On to "skulls." Dr. Tom Murphy over at Edmonds Community College is a graduate of the Tracking Intensive, and opened up his lab for a day of extreme osteological geekiness. He has an impressive collection of animal skulls from the northwest, as well as fossil hominid skulls. We started off with a quiz of 16 animal skulls and a talk on skull terminology. I can hardly tell my fossa from my condyle, but with lots of hands-on examples the terms became useful. After lunch Dr. Murphy talked about primate locomotion and human evolution, and we wrapped up with another quiz on mammal families. The day was a blend of scientific detail and vivid imagination--I liked to look at the skulls and imagine the flesh and muscle on the living creature. How does the skull reflect the senses and strategies of the animal? What does it feel like to be a shrew or a moose? Who has eyes on the front of their heads, and who has them on the sides? What can I tell about the individual animal who once wore this skull? And what does my own skull reflect about me? Lots to ponder until we meet again in February.

January Tracking Club

Despite the rain, a group of ten people showed up for this Saturday Tracking Club. There was soggy snow all over the Snoqualmie Valley, and so the best place for clear tracks was under the Tolt Bridge in Carnation. After a quick awareness game, we scampered under the bride and found more than I had bargained for! There were a lot of questions to ask, like which small mammals hang out under bridges more often, mice or shrews? Can I tell song sparrow tracks apart from junco tracks? Hint: junco tracks are stouter, sparrow tracks more spidery. Some five-toed masked bandit had also been spending plenty of time under the bridge. How many were there? Where did it or they go from here? I was especially glad to bring my visiting dad to this tracking club. It was a good chance to share inquiry and problem-solving, some of the really fun adventure of finding and following footprints of wild animals.

After we wore out our noggins with detailed bridge tracks, we went to Chinook Bend, where a young eagle circled around us. We walked down the road and tracked some larger animals in the snow. Big, cloven-hoofed, shaggy brown animals, to be precise. Cows? Moose? There were two of them strolling through the snow-covered meadow, and their tracks went from one clump of orchardgrass to another.

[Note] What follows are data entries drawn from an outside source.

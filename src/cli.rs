use clap::{Parser, ValueEnum};
use std::path::PathBuf;

#[derive(Parser, Debug)]
#[command(name = "proxychecker")]
#[command(version)]
#[command(about = "Checks which proxies in a list accept TCP connections", long_about = None)]
pub struct Cli {
    #[arg(value_name = "TARGET_FILE", help = "File with one host:port or \"host port\" per line")]
    pub target_file: Option<PathBuf>,

    #[arg(short, long, help = "Install the program on the system")]
    pub install: bool,

    #[arg(long, requires = "install", help = "Overwrite an existing installation")]
    pub force: bool,

    #[arg(short, long, value_name = "PATH", help = "Output file name [default: working_proxies.txt]")]
    pub output: Option<PathBuf>,

    #[arg(short, long, value_name = "MS", help = "Connect timeout in milliseconds per proxy [default: 2000]")]
    pub timeout: Option<u64>,

    #[arg(long, value_enum, help = "Proxy type written in front of each line [default: socks5]")]
    pub proxy_type: Option<ProxyType>,

    #[arg(short, long, value_name = "PATH", help = "Read settings from this config file")]
    pub config: Option<PathBuf>,

    #[arg(long, help = "Disable colored output")]
    pub no_color: bool,

    #[arg(short, long, help = "Enable verbose output")]
    pub verbose: bool,
}

#[derive(Debug, Clone, Copy, Default, ValueEnum, serde::Serialize, serde::Deserialize, PartialEq, Eq)]
#[serde(rename_all = "lowercase")]
pub enum ProxyType {
    #[default]
    #[value(name = "socks5")]
    Socks5,
    #[value(name = "socks4")]
    Socks4,
    #[value(name = "http")]
    Http,
}

impl std::fmt::Display for ProxyType {
    fn fmt(&self, f: &mut std::fmt::Formatter<'_>) -> std::fmt::Result {
        match self {
            ProxyType::Socks5 => write!(f, "socks5"),
            ProxyType::Socks4 => write!(f, "socks4"),
            ProxyType::Http => write!(f, "http"),
        }
    }
}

The orchardgrass was chewed down to the ground. Why did they choose this species of grass? A quick taste test revealed that the orchardgrass was sweeter than the other plants growing there. Eventually my dad got bored with the big beast tracks (they were elk) and wandered down to the river to watch buffleheads and mergansers. People who know me won't be surprised; I'll take birds over mammals any time.
Tracking Club, as usual, was a good day of questions and adventure, showing how many stories can be recorded in the landscape when we stop to pay attention. Pretty much everyone can work up enthusiasm about good animal questions, even dads who are reluctant to get on their hands and knees on the dirt. Go tracking with someone you love today.